Av Søren Beck Jensen
Postdoktor ved TREC
Endothelial cells line the interior surface of the blood vessels. Microparticles first described as cellular dust, are shed by endothelial cells to convey information via the blood stream. Recent research published in “Circulation” suggests that blood-borne microparticles from patients with acute coronary syndrome conveys a message that leads to premature aging of the endothelium, which may result in future cardiovascular disease.

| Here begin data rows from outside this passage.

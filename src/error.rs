//! Unified error types for satchel.
//!
//! The error taxonomy separates configuration errors (unknown handler name),
//! capability mismatches (lock release on a non-locking handler), transient
//! store errors (propagated, never retried here), and protocol violations
//! (saving a session that was never started). Lock acquisition contention
//! gets its own variant so callers can tell liveness failures apart from
//! store faults.

use std::io;
use std::path::PathBuf;
use thiserror::Error;

/// The main error type for satchel operations.
#[derive(Error, Debug)]
pub enum SatchelError {
    /// I/O errors from file-backed session storage.
    #[error("storage error at {path}: {source}")]
    Storage {
        path: PathBuf,
        #[source]
        source: io::Error,
    },

    /// Backend store errors (connection, query, or command failures).
    #[error("backend error: {message}")]
    Backend { message: String },

    /// JSON payload serialization/deserialization errors.
    #[error("serialization error: {message}")]
    Serde { message: String },

    /// Session lifecycle violations (save before start, late set_id).
    #[error("invalid state: {message}")]
    InvalidState { message: String },

    /// No handler registered under the requested name.
    #[error("unknown session handler: {name}")]
    UnknownHandler { name: String },

    /// The named handler does not support session locking.
    #[error("session handler does not support locking: {name}")]
    NotALockingHandler { name: String },

    /// Spin lock gave up after exhausting its retry budget.
    #[error("could not acquire lock for {key} after {attempts} attempts")]
    LockContended { key: String, attempts: u32 },

    /// Configuration loading errors.
    #[error("config error: {message}")]
    Config { message: String },
}

/// A specialized Result type for satchel operations.
pub type Result<T> = std::result::Result<T, SatchelError>;

impl SatchelError {
    /// Create a storage error from an I/O error.
    pub fn storage(path: impl Into<PathBuf>, source: io::Error) -> Self {
        Self::Storage {
            path: path.into(),
            source,
        }
    }

    /// Create a backend error.
    pub fn backend(message: impl Into<String>) -> Self {
        Self::Backend {
            message: message.into(),
        }
    }

    /// Create a serialization error.
    pub fn serde(message: impl Into<String>) -> Self {
        Self::Serde {
            message: message.into(),
        }
    }

    /// Create an invalid state error.
    pub fn invalid_state(message: impl Into<String>) -> Self {
        Self::InvalidState {
            message: message.into(),
        }
    }

    /// Create an unknown handler error.
    pub fn unknown_handler(name: impl Into<String>) -> Self {
        Self::UnknownHandler { name: name.into() }
    }

    /// Create a not-a-locking-handler error.
    pub fn not_a_locking_handler(name: impl Into<String>) -> Self {
        Self::NotALockingHandler { name: name.into() }
    }

    /// Create a lock contention error.
    pub fn lock_contended(key: impl Into<String>, attempts: u32) -> Self {
        Self::LockContended {
            key: key.into(),
            attempts,
        }
    }

    /// Create a config error.
    pub fn config(message: impl Into<String>) -> Self {
        Self::Config {
            message: message.into(),
        }
    }

    /// Whether this error marks a capability mismatch rather than a fault.
    ///
    /// Administrative tooling uses this to report "unsupported for this
    /// backend" distinctly from "backend misconfigured or unreachable".
    pub fn is_unsupported(&self) -> bool {
        matches!(self, Self::NotALockingHandler { .. })
    }
}

impl From<io::Error> for SatchelError {
    fn from(err: io::Error) -> Self {
        Self::Storage {
            path: PathBuf::new(),
            source: err,
        }
    }
}

impl From<serde_json::Error> for SatchelError {
    fn from(err: serde_json::Error) -> Self {
        Self::Serde {
            message: err.to_string(),
        }
    }
}

impl From<rusqlite::Error> for SatchelError {
    fn from(err: rusqlite::Error) -> Self {
        Self::Backend {
            message: err.to_string(),
        }
    }
}

impl From<redis::RedisError> for SatchelError {
    fn from(err: redis::RedisError) -> Self {
        Self::Backend {
            message: err.to_string(),
        }
    }
}

/// Exit codes for the satchel CLI.
///
/// Operators scripting lock recovery need to distinguish "the configured
/// backend does not support this operation" from ordinary failures.
pub mod exit_codes {
    /// Operation completed.
    pub const OK: i32 = 0;

    /// Operation failed.
    pub const ERROR: i32 = 1;

    /// Operation is not supported by the configured handler.
    pub const UNSUPPORTED: i32 = 2;
}

#[cfg(test)]
mod tests {
    use super::*;

    #[test]
    fn test_storage_error_display() {
        let err = SatchelError::storage(
            "/tmp/sessions",
            io::Error::new(io::ErrorKind::NotFound, "file not found"),
        );
        assert!(err.to_string().contains("storage error"));
        assert!(err.to_string().contains("/tmp/sessions"));
    }

    #[test]
    fn test_backend_error_display() {
        let err = SatchelError::backend("connection refused");
        assert_eq!(err.to_string(), "backend error: connection refused");
    }

    #[test]
    fn test_unknown_handler_display() {
        let err = SatchelError::unknown_handler("memcached");
        assert_eq!(err.to_string(), "unknown session handler: memcached");
    }

    #[test]
    fn test_not_a_locking_handler_display() {
        let err = SatchelError::not_a_locking_handler("sql");
        assert_eq!(
            err.to_string(),
            "session handler does not support locking: sql"
        );
    }

    #[test]
    fn test_lock_contended_display() {
        let err = SatchelError::lock_contended("session:abc:lock", 30);
        assert!(err.to_string().contains("session:abc:lock"));
        assert!(err.to_string().contains("30 attempts"));
    }

    #[test]
    fn test_invalid_state_display() {
        let err = SatchelError::invalid_state("session already started");
        assert!(err.to_string().contains("invalid state"));
    }

    #[test]
    fn test_is_unsupported() {
        assert!(SatchelError::not_a_locking_handler("sql").is_unsupported());
        assert!(!SatchelError::unknown_handler("sql").is_unsupported());
        assert!(!SatchelError::backend("boom").is_unsupported());
    }

    #[test]
    fn test_from_io_error() {
        let io_err = io::Error::new(io::ErrorKind::PermissionDenied, "access denied");
        let err: SatchelError = io_err.into();
        assert!(matches!(err, SatchelError::Storage { .. }));
    }

    #[test]
    fn test_from_serde_json_error() {
        let json_err = serde_json::from_str::<serde_json::Value>("not json").unwrap_err();
        let err: SatchelError = json_err.into();
        assert!(matches!(err, SatchelError::Serde { .. }));
    }

    #[test]
    fn test_exit_codes() {
        assert_eq!(exit_codes::OK, 0);
        assert_eq!(exit_codes::ERROR, 1);
        assert_eq!(exit_codes::UNSUPPORTED, 2);
    }
}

The study investigates the biological signal from blood-borne microparticles and how it promotes untimely cellular aging. By applying drugs in cell cultures the study outlines some of the mechanisms that propagates the microparticle caused premature aging of endothelial cells. A small protein named Angiotensin II bears a key responsibility in conveying the deleterious signal. The study shows how prematurely aged endothelial cells lose their ability to prevent platelets aggregation, an indication of the adverse consequence of endothelium aging: Increased risk of cardiovascular disease.
The researchers conclude that during acute coronary syndrome it may be of value to target the production of microparticles or the signaling they convey that results in premature endothelium aging. The study suggests blockade of the Angiotensin II signal as a potential drug target that could kill the messenger who brings the unpleasant message.
Translational science aims to make basic research laboratory findings useful and relevant to clinical research and practice. The bridge between basic science and clinical applicability is often long and rarely straight. For the study summarized here, I believe further studies are required to fully outline the clinical potential for findings. Until then: Please do not kill the messenger.
Reference: Abbas M, Jesel L, Auger C, Amoura L, Messas N, Manin G, et al. Endothelial Microparticles From Acute Coronary Syndrome Patients Induce Premature Coronary Artery Endothelial Cell Aging and Thrombogenicity: Role of the Ang II/AT1 Receptor/NADPH Oxidase-Mediated Activation of MAPKs and PI3-Kinase Pathways. Circulation (2017).